According to a Pison Housing Company report on “The State of Real Estate Market in Nigeria,” over 80 percent of Nigeria’s 200 million people live in rented housing, making it one of the most active rental markets in the world.
These renters also spend more than 50 percent of their income on house rent.
However, professional estate agents claim that the unfavourable macroeconomic environment has produced an imbalance in the market, which is not helping the situation. In the major cities of Lagos, Abuja, and Port Harcourt, the most affected areas are office buildings, malls, grocery stores, low-rise, high-rise, and other types of residential buildings.
Concerns are being expressed by current landlords and investors who could lose all of their money due to increasing defaults on lease agreements and rent payments.
While some renters are already facing outright evictions, others are thinking about implementing an eviction moratorium for small enterprises, commercial tenants, and residential tenants.
THE NEWS CHRONICLES understands that some landlords are having trouble collecting rent because long-term renters who are delinquent in their rent payments are making it harder for them to collect their money.
“The increasing number of rent defaults in my homes is getting to me. Bernard Nnaji, a landlord in the Lagos suburb of Idimu, said, “This is why I am considering quitting the tenants and selling off those properties.” Nnaji attributed the state’s landlord problems to the Lagos State Tenancy Law.
According to Nnaji, there are gaps in the process of recovering assets from tenants who are in default, therefore the law does not assist property owners in doing so.

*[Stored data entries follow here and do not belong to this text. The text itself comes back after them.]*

//! Image layout state machine.
//!
//! Every image the core touches is in exactly one [`ImageState`]. Moving it to
//! another state goes through [`required_barrier`], which is the single place
//! deciding whether a barrier is needed and which stages and accesses it
//! synchronizes. [`ImageTrack`] holds the last-known state of one image and
//! updates it in the same call that plans the barrier, so the tracked state
//! always matches what the recorded command stream leaves the image in.

use ash::vk;
use std::cell::Cell;

/// Last-known layout of an image.
#[derive(Debug, Clone, Copy, PartialEq, Eq, Hash)]
pub enum ImageState {
    /// Contents are undefined (fresh image, or freshly acquired swapchain image).
    Undefined,
    /// Storage image access from shaders.
    General,
    /// Color attachment of a rendering pass.
    ColorAttachment,
    /// Depth attachment of a rendering pass.
    DepthAttachment,
    /// Sampled from shaders.
    ShaderReadOnly,
    /// Source of a copy or blit.
    TransferSrc,
    /// Destination of a copy or blit.
    TransferDst,
    /// Handed to the presentation engine.
    Present,
}

/// Pipeline stage and accesses associated with an [`ImageState`].
#[derive(Debug, Clone, Copy, PartialEq, Eq)]
struct StateUsage {
    stage: vk::PipelineStageFlags2,
    writes: vk::AccessFlags2,
    reads: vk::AccessFlags2,
}

impl ImageState {
    /// The Vulkan layout of this state.
    pub fn layout(self) -> vk::ImageLayout {
        match self {
            Self::Undefined => vk::ImageLayout::UNDEFINED,
            Self::General => vk::ImageLayout::GENERAL,
            Self::ColorAttachment => vk::ImageLayout::COLOR_ATTACHMENT_OPTIMAL,
            Self::DepthAttachment => vk::ImageLayout::DEPTH_ATTACHMENT_OPTIMAL,
            Self::ShaderReadOnly => vk::ImageLayout::SHADER_READ_ONLY_OPTIMAL,
            Self::TransferSrc => vk::ImageLayout::TRANSFER_SRC_OPTIMAL,
            Self::TransferDst => vk::ImageLayout::TRANSFER_DST_OPTIMAL,
            Self::Present => vk::ImageLayout::PRESENT_SRC_KHR,
        }
    }

    fn usage(self) -> StateUsage {
        use vk::{AccessFlags2 as A, PipelineStageFlags2 as S};
        match self {
            Self::Undefined | Self::Present => StateUsage {
                stage: S::NONE,
                writes: A::NONE,
                reads: A::NONE,
            },
            Self::General => StateUsage {
                stage: S::ALL_COMMANDS,
                writes: A::MEMORY_WRITE,
                reads: A::MEMORY_READ,
            },
            Self::ColorAttachment => StateUsage {
                stage: S::COLOR_ATTACHMENT_OUTPUT,
                writes: A::COLOR_ATTACHMENT_WRITE,
                reads: A::COLOR_ATTACHMENT_READ,
            },
            Self::DepthAttachment => StateUsage {
                stage: S::EARLY_FRAGMENT_TESTS | S::LATE_FRAGMENT_TESTS,
                writes: A::DEPTH_STENCIL_ATTACHMENT_WRITE,
                reads: A::DEPTH_STENCIL_ATTACHMENT_READ,
            },
            Self::ShaderReadOnly => StateUsage {
                stage: S::VERTEX_SHADER | S::FRAGMENT_SHADER | S::COMPUTE_SHADER,
                writes: A::NONE,
                reads: A::SHADER_SAMPLED_READ,
            },
            Self::TransferSrc => StateUsage {
                stage: S::TRANSFER,
                writes: A::NONE,
                reads: A::TRANSFER_READ,
            },
            Self::TransferDst => StateUsage {
                stage: S::TRANSFER,
                writes: A::TRANSFER_WRITE,
                reads: A::NONE,
            },
        }
    }
}

/// Synchronization for one layout transition.
#[derive(Debug, Clone, Copy, PartialEq, Eq)]
pub struct BarrierSpec {
    pub from: ImageState,
    pub to: ImageState,
    pub src_stage: vk::PipelineStageFlags2,
    pub src_access: vk::AccessFlags2,
    pub dst_stage: vk::PipelineStageFlags2,
    pub dst_access: vk::AccessFlags2,
}

impl BarrierSpec {
    /// Replace the source stage.
    ///
    /// Used for freshly acquired swapchain images, whose barrier has to chain
    /// with the stage the acquire semaphore is waited at.
    pub fn after_stage(mut self, stage: vk::PipelineStageFlags2) -> Self {
        self.src_stage = stage;
        self
    }

    pub fn old_layout(&self) -> vk::ImageLayout {
        self.from.layout()
    }

    pub fn new_layout(&self) -> vk::ImageLayout {
        self.to.layout()
    }
}

/// Decide the barrier taking an image from `current` to `desired`.
///
/// Returns `None` when the image is already in the desired state. The source
/// side synchronizes with whatever work produced `current`, the destination
/// side with the work that will use `desired`.
pub fn required_barrier(current: ImageState, desired: ImageState) -> Option<BarrierSpec> {
    if current == desired {
        return None;
    }
    let src = current.usage();
    let dst = desired.usage();
    Some(BarrierSpec {
        from: current,
        to: desired,
        src_stage: src.stage,
        src_access: src.writes,
        dst_stage: dst.stage,
        dst_access: dst.reads | dst.writes,
    })
}

/// A planned barrier on a concrete image subresource range.
#[derive(Debug, Clone, Copy)]
pub struct ImageBarrier {
    pub image: vk::Image,
    pub range: vk::ImageSubresourceRange,
    pub access: BarrierSpec,
}

impl ImageBarrier {
    /// Barrier over an explicit range, for subresources moved individually
    /// outside any [`ImageTrack`] (single mip levels, for instance).
    pub fn for_range(
        image: vk::Image,
        range: vk::ImageSubresourceRange,
        from: ImageState,
        to: ImageState,
    ) -> Option<Self> {
        required_barrier(from, to).map(|access| Self { image, range, access })
    }

    pub fn to_vk(&self) -> vk::ImageMemoryBarrier2<'static> {
        vk::ImageMemoryBarrier2::default()
            .src_stage_mask(self.access.src_stage)
            .src_access_mask(self.access.src_access)
            .dst_stage_mask(self.access.dst_stage)
            .dst_access_mask(self.access.dst_access)
            .old_layout(self.access.old_layout())
            .new_layout(self.access.new_layout())
            .src_queue_family_index(vk::QUEUE_FAMILY_IGNORED)
            .dst_queue_family_index(vk::QUEUE_FAMILY_IGNORED)
            .image(self.image)
            .subresource_range(self.range)
    }
}

/// Record planned barriers as one `vkCmdPipelineBarrier2` call.
///
/// # Safety
/// The device and command buffer must be valid and the command buffer must be
/// recording.
pub unsafe fn cmd_image_barriers(
    device: &ash::Device,
    cmd: vk::CommandBuffer,
    barriers: &[ImageBarrier],
) {
    if barriers.is_empty() {
        return;
    }
    let barriers: Vec<vk::ImageMemoryBarrier2> = barriers.iter().map(ImageBarrier::to_vk).collect();
    let dependency = vk::DependencyInfo::default().image_memory_barriers(&barriers);
    device.cmd_pipeline_barrier2(cmd, &dependency);
}

/// Tracked layout of one image.
///
/// Owned by a [`Texture`](crate::Texture) or swapchain image through an `Rc`;
/// the render pass tracker keeps `Weak` references to it. The `Cell` and the
/// `Rc` make the tracking state `!Send`, confining it to the recording thread.
#[derive(Debug)]
pub struct ImageTrack {
    image: vk::Image,
    range: vk::ImageSubresourceRange,
    sampled: bool,
    acquire_stage: Option<vk::PipelineStageFlags2>,
    state: Cell<ImageState>,
}

impl ImageTrack {
    /// Track `image` over `range`, currently in `initial`.
    ///
    /// `sampled` marks images that may be demoted to shader-read-only after
    /// being rendered to.
    pub fn new(
        image: vk::Image,
        range: vk::ImageSubresourceRange,
        sampled: bool,
        initial: ImageState,
    ) -> Self {
        Self {
            image,
            range,
            sampled,
            acquire_stage: None,
            state: Cell::new(initial),
        }
    }

    /// Track a presentable image. Its contents are handed over by a semaphore
    /// waited at `acquire_stage`, so barriers out of
    /// [`ImageState::Undefined`] start at that stage instead of none.
    pub fn presentable(
        image: vk::Image,
        range: vk::ImageSubresourceRange,
        acquire_stage: vk::PipelineStageFlags2,
    ) -> Self {
        Self {
            acquire_stage: Some(acquire_stage),
            ..Self::new(image, range, false, ImageState::Undefined)
        }
    }

    pub fn image(&self) -> vk::Image {
        self.image
    }

    pub fn range(&self) -> vk::ImageSubresourceRange {
        self.range
    }

    pub fn sampled(&self) -> bool {
        self.sampled
    }

    /// Last-known state of the image.
    pub fn state(&self) -> ImageState {
        self.state.get()
    }

    /// Overwrite the tracked state without a barrier.
    ///
    /// Only for state changes performed outside recorded barriers, such as the
    /// presentation engine releasing a swapchain image.
    pub(crate) fn reset_state(&self, state: ImageState) {
        self.state.set(state);
    }

    /// Plan the move to `desired` over the whole range and update the tracked
    /// state in the same step. The returned barrier must be recorded.
    pub fn transition(&self, desired: ImageState) -> Option<ImageBarrier> {
        let current = self.state.get();
        let mut access = required_barrier(current, desired)?;
        if let (ImageState::Undefined, Some(stage)) = (current, self.acquire_stage) {
            access = access.after_stage(stage);
        }
        self.state.set(desired);
        Some(ImageBarrier {
            image: self.image,
            range: self.range,
            access,
        })
    }
}

/// Full subresource range for `aspect`.
pub fn full_range(
    aspect: vk::ImageAspectFlags,
    mip_levels: u32,
    array_layers: u32,
) -> vk::ImageSubresourceRange {
    vk::ImageSubresourceRange::default()
        .aspect_mask(aspect)
        .base_mip_level(0)
        .level_count(mip_levels)
        .base_array_layer(0)
        .layer_count(array_layers)
}

#[cfg(test)]
mod tests {
    use super::*;
    use ash::vk::Handle;

    const ALL: [ImageState; 8] = [
        ImageState::Undefined,
        ImageState::General,
        ImageState::ColorAttachment,
        ImageState::DepthAttachment,
        ImageState::ShaderReadOnly,
        ImageState::TransferSrc,
        ImageState::TransferDst,
        ImageState::Present,
    ];

    fn track(state: ImageState) -> ImageTrack {
        ImageTrack::new(
            vk::Image::from_raw(7),
            full_range(vk::ImageAspectFlags::COLOR, 1, 1),
            true,
            state,
        )
    }

    #[test]
    fn no_barrier_for_same_state() {
        for state in ALL {
            assert_eq!(required_barrier(state, state), None);
        }
    }

    #[test]
    fn barrier_carries_both_layouts() {
        for from in ALL {
            for to in ALL {
                if from == to {
                    continue;
                }
                let access = required_barrier(from, to).unwrap();
                assert_eq!(access.old_layout(), from.layout());
                assert_eq!(access.new_layout(), to.layout());
            }
        }
    }

    #[test]
    fn color_attachment_waits_for_transfer_write() {
        let access = required_barrier(ImageState::TransferDst, ImageState::ColorAttachment).unwrap();
        assert_eq!(access.src_stage, vk::PipelineStageFlags2::TRANSFER);
        assert_eq!(access.src_access, vk::AccessFlags2::TRANSFER_WRITE);
        assert_eq!(access.dst_stage, vk::PipelineStageFlags2::COLOR_ATTACHMENT_OUTPUT);
        assert!(access
            .dst_access
            .contains(vk::AccessFlags2::COLOR_ATTACHMENT_WRITE));
    }

    #[test]
    fn depth_uses_fragment_test_stages() {
        let access = required_barrier(ImageState::Undefined, ImageState::DepthAttachment).unwrap();
        assert!(access
            .dst_stage
            .contains(vk::PipelineStageFlags2::EARLY_FRAGMENT_TESTS));
        assert_eq!(access.src_access, vk::AccessFlags2::NONE);
    }

    #[test]
    fn read_only_sources_carry_no_access() {
        for from in [ImageState::ShaderReadOnly, ImageState::TransferSrc] {
            let access = required_barrier(from, ImageState::TransferDst).unwrap();
            assert_eq!(access.src_access, vk::AccessFlags2::NONE);
        }
    }

    #[test]
    fn after_stage_overrides_source_stage() {
        let access = required_barrier(ImageState::Undefined, ImageState::TransferDst)
            .unwrap()
            .after_stage(vk::PipelineStageFlags2::COLOR_ATTACHMENT_OUTPUT);
        assert_eq!(
            access.src_stage,
            vk::PipelineStageFlags2::COLOR_ATTACHMENT_OUTPUT
        );
    }

    #[test]
    fn transition_updates_tracked_state() {
        let image = track(ImageState::Undefined);
        let barrier = image.transition(ImageState::ColorAttachment).unwrap();
        assert_eq!(barrier.access.from, ImageState::Undefined);
        assert_eq!(image.state(), ImageState::ColorAttachment);
        assert!(image.transition(ImageState::ColorAttachment).is_none());
    }

    #[test]
    fn vk_barrier_matches_plan() {
        let image = track(ImageState::ColorAttachment);
        let barrier = image.transition(ImageState::ShaderReadOnly).unwrap();
        let raw = barrier.to_vk();
        assert_eq!(raw.old_layout, vk::ImageLayout::COLOR_ATTACHMENT_OPTIMAL);
        assert_eq!(raw.new_layout, vk::ImageLayout::SHADER_READ_ONLY_OPTIMAL);
        assert_eq!(raw.image, vk::Image::from_raw(7));
        assert_eq!(raw.subresource_range.level_count, 1);
    }

    #[test]
    fn presentable_images_chain_with_acquire() {
        let image = ImageTrack::presentable(
            vk::Image::from_raw(9),
            full_range(vk::ImageAspectFlags::COLOR, 1, 1),
            vk::PipelineStageFlags2::COLOR_ATTACHMENT_OUTPUT,
        );
        assert!(!image.sampled());

        let first = image.transition(ImageState::ColorAttachment).unwrap();
        assert_eq!(
            first.access.src_stage,
            vk::PipelineStageFlags2::COLOR_ATTACHMENT_OUTPUT
        );

        let second = image.transition(ImageState::Present).unwrap();
        assert_eq!(
            second.access.src_stage,
            vk::PipelineStageFlags2::COLOR_ATTACHMENT_OUTPUT
        );
        assert_eq!(second.access.src_access, vk::AccessFlags2::COLOR_ATTACHMENT_WRITE);

        image.reset_state(ImageState::Undefined);
        let blit = image.transition(ImageState::TransferDst).unwrap();
        assert_eq!(
            blit.access.src_stage,
            vk::PipelineStageFlags2::COLOR_ATTACHMENT_OUTPUT
        );
        assert_eq!(blit.access.dst_stage, vk::PipelineStageFlags2::TRANSFER);
    }
}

“Due to this, we have cases of tenants living in your property for a year and six months without paying rents and one day they just wake up and leave with the unpaid rent,” he remarked.
Despite the size of the buy-to-let market, Funso Adebayo, an estate manager, observed that new investments are no longer being made in it. He highlighted the dire circumstances facing Nigerians, including rising school fees, high energy costs, and transport fares for short commutes to offices and business premises.
“Normally, the country’s high rental population would present an appealing opportunity for investors, but due to the unfavourable economic conditions in the nation, rent defaults have been on the rise,” stated estate surveyor and valuer Olurogba Orimalade.
In addition to rent defaults, investors are wary of investing in rental properties because they believe it will take longer to recover their costs from the market than it will in buildings intended for direct sale.
“Many investors will avoid this type of investment because, in this part of the world, poverty empowers tenants. Some of them rent houses, pay for the first two years, and then are prepared to fight or take you to court.”
Meckson Okoro, an estate surveyor and valuer, stated in an interview that “given the kind of judicial system we have in Nigeria, the case can drag for more than 10 years and during this period, the tenant will not be paying rent.”
Daniel Ford International managing director Yemi Edun concurred, saying that “most properties’ rental income is five percent of their market value, which gives a minimum of 20–30 years to recoup investment through rent.” He emphasised that investment recovery timeframes can go as high as 30 to 50 years due to low occupancy, the high cost of maintenance and renovations required every five years, and the possibility of vacant properties.
Edun used Dolphin Estate Ikoyi, Lagos, as an example of a comparative analysis of properties in Lagos. He stated that while a duplex’s sales price ranges from N80 million to N100 million, its annual rental income is only about N5 million to N7 million, indicating that it will take at least 20 to 30 years for the investment to be recovered through rental income at a 5 percent rate.